Ratusan Warga Tuntut Ranca Upas Bebas dari Perusakan Lingkungan
Prosedur serta izin aktivitas pengunjung di kawasan Ranca Upas bakal dievaluasi setelah aktivitas berkendara luar ruangan di kawasan tersebut yang merusak lingkungan viral di media sosial.
Oleh
MACHRADIN WAHYUDI RITONGA
·3 menit baca
BANDUNG, KOMPAS — Kerusakan lingkungan yang viral di media sosial di kawasan Ranca Upas, Kabupaten Bandung, Jawa Barat, memicu reaksi masyarakat. Rehabilitasi kawasan hingga aturan yang ketat terkait aktivitas di hutan menjadi perhatian dan perlu dievaluasi demi kelestarian alam.
Kecaman terhadap kerusakan di Ranca Upas diungkapkan melalui aksi unjuk rasa Aliansi Pencinta Alam Jawa Barat di kantor Perusahaan Umum (Perum) Perhutani Divisi Regional Jabar dan Banten, Kota Bandung, Senin (13/3/2023). Sekitar 200 orang yang terdiri atas berbagai elemen masyarakat berkumpul dan meminta Perhutani bertanggung jawab.
Reaksi muncul saat aktivitas kendaraan lintas medan di Ranca Upas, Minggu (5/3/2023), viral di media sosial dalam beberapa hari terakhir.
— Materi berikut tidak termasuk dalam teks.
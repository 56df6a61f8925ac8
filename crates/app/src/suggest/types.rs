//! Wire types for the `generateContent` endpoint.

use serde::{Deserialize, Serialize};

/// Request body for `models/{model}:generateContent`.
#[derive(Debug, Clone, Serialize)]
#[serde(rename_all = "camelCase")]
pub struct GenerateContentRequest {
    pub contents: Vec<Content>,
    pub generation_config: GenerationConfig,
}

impl GenerateContentRequest {
    /// A single-turn request carrying `prompt`.
    #[must_use]
    pub fn prompt(prompt: String, temperature: f32) -> Self {
        Self {
            contents: vec![Content {
                parts: vec![Part { text: prompt }],
            }],
            generation_config: GenerationConfig { temperature },
        }
    }
}

/// One turn of content.
#[derive(Debug, Clone, Default, Serialize, Deserialize)]
pub struct Content {
    #[serde(default)]
    pub parts: Vec<Part>,
}

/// A text part.
#[derive(Debug, Clone, Default, Serialize, Deserialize)]
pub struct Part {
    #[serde(default)]
    pub text: String,
}

/// Sampling parameters.
#[derive(Debug, Clone, Copy, Serialize)]
pub struct GenerationConfig {
    pub temperature: f32,
}

/// Response body from `generateContent`.
#[derive(Debug, Clone, Default, Deserialize)]
pub struct GenerateContentResponse {
    #[serde(default)]
    pub candidates: Vec<Candidate>,
}

impl GenerateContentResponse {
    /// Text of the first candidate, parts joined, trimmed.
    #[must_use]
    pub fn text(&self) -> String {
        self.candidates
            .first()
            .map(|candidate| {
                candidate
                    .content
                    .parts
                    .iter()
                    .map(|part| part.text.as_str())
                    .collect::<String>()
            })
            .unwrap_or_default()
            .trim()
            .to_owned()
    }
}

/// A generated candidate.
#[derive(Debug, Clone, Default, Deserialize)]
pub struct Candidate {
    #[serde(default)]
    pub content: Content,
}
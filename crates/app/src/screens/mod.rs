//! Per-screen state.
//!
//! Each screen keeps only what its view needs between user actions and
//! delegates to the catalog and the session for everything else. Actions
//! return [`AppError`](crate::error::AppError) for the caller to report.

mod dashboard;
mod explorer;
mod profile;

pub use dashboard::{OperatorDashboard, ProductEditor, SuggestionRequest};
pub use explorer::CustomerExplorer;
pub use profile::{
    CUSTOMER_SHARE_CODE, DEFAULT_AVATAR_URL, DEFAULT_BANNER_URL, DEFAULT_STORE_CODE,
    ProfileEditor, ProfileForm, share_code,
};
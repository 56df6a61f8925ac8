//! Customer store explorer.

use market_catalog_core::{
    CategoryFilter, InvalidStateError, Product, RegionFilter, Store, StoreId, UserProfile,
    favorites,
};

use crate::catalog::{CatalogStore, StoreFilter};
use crate::error::Result;
use crate::session::SessionManager;
use crate::storage::KeyValueStore;

/// Search, region filter and the store currently opened.
#[derive(Debug, Clone, Default, PartialEq, Eq)]
pub struct CustomerExplorer {
    filter: StoreFilter,
    selected: Option<StoreId>,
}

impl CustomerExplorer {
    #[must_use]
    pub fn new() -> Self {
        Self::default()
    }

    #[must_use]
    pub const fn filter(&self) -> &StoreFilter {
        &self.filter
    }

    pub fn set_search_term(&mut self, term: impl Into<String>) {
        self.filter.search_term = term.into();
    }

    pub const fn set_region(&mut self, region: RegionFilter) {
        self.filter.region = region;
    }

    /// Stores matching the current search and region.
    #[must_use]
    pub fn visible_stores<'a>(&self, catalog: &'a CatalogStore) -> Vec<&'a Store> {
        catalog.list_stores(&self.filter)
    }

    /// Open a store. Returns `None`, leaving the selection unchanged, for an
    /// unknown id.
    pub fn select_store<'a>(&mut self, catalog: &'a CatalogStore, id: &StoreId) -> Option<&'a Store> {
        let store = catalog.find_store(id)?;
        self.selected = Some(store.id.clone());
        Some(store)
    }

    pub fn clear_selection(&mut self) {
        self.selected = None;
    }

    #[must_use]
    pub fn selected_store<'a>(&self, catalog: &'a CatalogStore) -> Option<&'a Store> {
        self.selected.as_ref().and_then(|id| catalog.find_store(id))
    }

    /// Promotions of the selected store, or of every store when none is open.
    #[must_use]
    pub fn promotions<'a>(&self, catalog: &'a CatalogStore) -> Vec<&'a Product> {
        catalog.promotions(self.selected.as_ref())
    }

    /// Products of the selected store; empty when none is open.
    #[must_use]
    pub fn store_products<'a>(&self, catalog: &'a CatalogStore) -> Vec<&'a Product> {
        self.selected
            .as_ref()
            .map(|id| catalog.list_products(id, CategoryFilter::All))
            .unwrap_or_default()
    }

    /// Follow or unfollow `store_id` for the logged-in customer.
    ///
    /// Returns whether the store is a favorite afterwards.
    ///
    /// # Errors
    ///
    /// `InvalidState` when logged out or logged in as a store account.
    pub fn toggle_favorite<S: KeyValueStore>(
        &self,
        session: &mut SessionManager<S>,
        store_id: &StoreId,
    ) -> Result<bool> {
        let profile = session.current().ok_or(InvalidStateError::NoSession)?;
        let toggled = favorites::toggle(profile, store_id)?;
        let now_favorite = favorites::is_favorite(&toggled, store_id);
        session.update(toggled)?;
        Ok(now_favorite)
    }

    #[must_use]
    pub fn is_favorite(profile: &UserProfile, store_id: &StoreId) -> bool {
        favorites::is_favorite(profile, store_id)
    }
}

#[cfg(test)]
#[allow(clippy::unwrap_used)]
mod tests {
    use market_catalog_core::{Email, ProfileId, Region, Role};

    use super::*;
    use crate::error::ErrorKind;
    use crate::fixtures::CatalogSeed;
    use crate::session::LoginForm;
    use crate::storage::MemoryStorage;

    fn catalog() -> CatalogStore {
        CatalogStore::for_browsing(CatalogSeed::demo())
    }

    #[test]
    fn test_search_and_region() {
        let catalog = catalog();
        let mut explorer = CustomerExplorer::new();
        assert_eq!(explorer.visible_stores(&catalog).len(), 3);

        explorer.set_search_term("MC-902");
        let stores = explorer.visible_stores(&catalog);
        assert_eq!(stores.len(), 1);
        assert_eq!(stores[0].name, "Hiper Market");

        explorer.set_search_term("");
        explorer.set_region(RegionFilter::Only(Region::Leste));
        let stores = explorer.visible_stores(&catalog);
        assert_eq!(stores.len(), 1);
        assert_eq!(stores[0].region, Region::Leste);

        explorer.set_region(RegionFilter::Only(Region::Sul));
        assert!(explorer.visible_stores(&catalog).is_empty());
    }

    #[test]
    fn test_selection_scopes_products_and_promotions() {
        let catalog = catalog();
        let mut explorer = CustomerExplorer::new();
        assert!(explorer.store_products(&catalog).is_empty());
        assert_eq!(explorer.promotions(&catalog).len(), 2);

        assert!(explorer.select_store(&catalog, &StoreId::new("s2")).is_some());
        assert!(explorer.store_products(&catalog).is_empty());
        assert!(explorer.promotions(&catalog).is_empty());

        explorer.select_store(&catalog, &StoreId::new("s1"));
        assert_eq!(explorer.store_products(&catalog).len(), 4);
        assert_eq!(explorer.selected_store(&catalog).unwrap().unique_code, "MC-778");

        assert!(explorer.select_store(&catalog, &StoreId::new("s9")).is_none());
        assert_eq!(explorer.selected_store(&catalog).unwrap().id, StoreId::new("s1"));

        explorer.clear_selection();
        assert!(explorer.selected_store(&catalog).is_none());
    }

    #[test]
    fn test_toggle_favorite_persists_through_session() {
        let mut session = SessionManager::new(MemoryStorage::new());
        session.login(LoginForm::new(Role::Customer, "").into_profile().unwrap());
        let explorer = CustomerExplorer::new();
        let s3 = StoreId::new("s3");

        assert!(explorer.toggle_favorite(&mut session, &s3).unwrap());
        assert!(CustomerExplorer::is_favorite(session.current().unwrap(), &s3));

        assert!(!explorer.toggle_favorite(&mut session, &s3).unwrap());
        assert!(!CustomerExplorer::is_favorite(session.current().unwrap(), &s3));
    }

    #[test]
    fn test_toggle_favorite_rejects_store_account() {
        let mut session = SessionManager::new(MemoryStorage::new());
        session.login(UserProfile::supermarket(
            ProfileId::new("u2"),
            "Supermercado Central",
            Email::demo(),
            StoreId::new("s1"),
        ));

        let err = CustomerExplorer::new()
            .toggle_favorite(&mut session, &StoreId::new("s2"))
            .unwrap_err();
        assert_eq!(err.kind(), ErrorKind::InvalidState);
    }

    #[test]
    fn test_toggle_favorite_without_session() {
        let mut session = SessionManager::new(MemoryStorage::new());
        let err = CustomerExplorer::new()
            .toggle_favorite(&mut session, &StoreId::new("s2"))
            .unwrap_err();
        assert_eq!(err.kind(), ErrorKind::InvalidState);
    }
}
Tidak hanya ribuan sepeda motor yang tampak menjejaki area hijau dan rawa, aktivitas ini juga menyebabkan sejumlah area vegetasi, salah satunya bunga rawa, menjadi rusak.
”Kami mendesak Perhutani untuk melarang seluruh aktivitas offroad di hutan lindung di Jabar. Kami juga menuntut pertanggungjawaban dari panitia, pengelola, dan para pihak terkait agar segera melakukan rehabilitasi,” ujar Penanggung jawab Aliansi Pencinta Alam Jabar Dedi Kurniawan.
Unjuk rasa yang digelar di depan kantor tersebut diisi dengan pertunjukan teatrikal dan orasi dari sejumlah peserta. Sempat terjadi ketegangan antara massa aksi dan petugas keamanan serta kepolisian sehingga menyebabkan pintu pagar kantor roboh.
Namun, situasi berhasil diredam saat pihak Perhutani bersedia melakukan audiensi. Kepala Perhutani Divisi Regional Jabar dan Banten Asep Dedi Mulyadi merespons positif massa aksi karena menunjukkan kepedulian publik terhadap lingkungan.
Terkait penghentian kegiatan yang berpotensi merusak lingkungan, Asep menyatakan, pihaknya tengah mengevaluasi prosedur izin berkegiatan di alam bebas dari berbagai destinasi yang dikelola Perhutani. Secara garis besar, dia mendukung larangan aktivitas yang berdampak buruk terhadap lingkungan.
”Dari pernyataan sikap agar menghentikan semua kegiatan yang berpotensi merusak lingkungan seperti offroad kemarin, kami juga akan hentikan. Kami akan evaluasi, terutama prosedur dan standar yang ada dari kami,” ujarnya.
Evaluasi ini, lanjut Asep, dilakukan untuk membenahi lingkungan dan memastikan kelestarian alam di kawasan hutan lindung yang dikelola Perhutani. Bahkan, mereka memastikan untuk menutup Ranca Upas sementara waktu untuk pembenahan lokasi serta menyusun prosedur kegiatan yang sesuai dengan lingkungan.
”Kami juga sudah membuat edaran ke sejumlah administrator untuk menghentikan semua acara. Ke depan, kami juga akan mempertegas batas lokasi dari kegiatan pengunjung, seperti perkemahan dan lainnya,” ujar Asep.
Direktur Utama PT Perhutani Alam Wisata sebagai pengelola Ranca Upas, Lucy Mardiana, menambahkan, pihaknya langsung merespons terkait kejadian yang viral di media sosial tersebut. Berbagai kegiatan operasional pun ditutup selama proses pemulihan agar tidak terganggu dengan kedatangan pengunjung.
”Kami menutup Ranca Upas untuk sementara dari berbagai kegiatan operasional agar proses pemulihan bisa berjalan cepat. Saat viral, pasti banyak pengunjung yang ingin melihat langsung area kerusakan,” kata Lucy.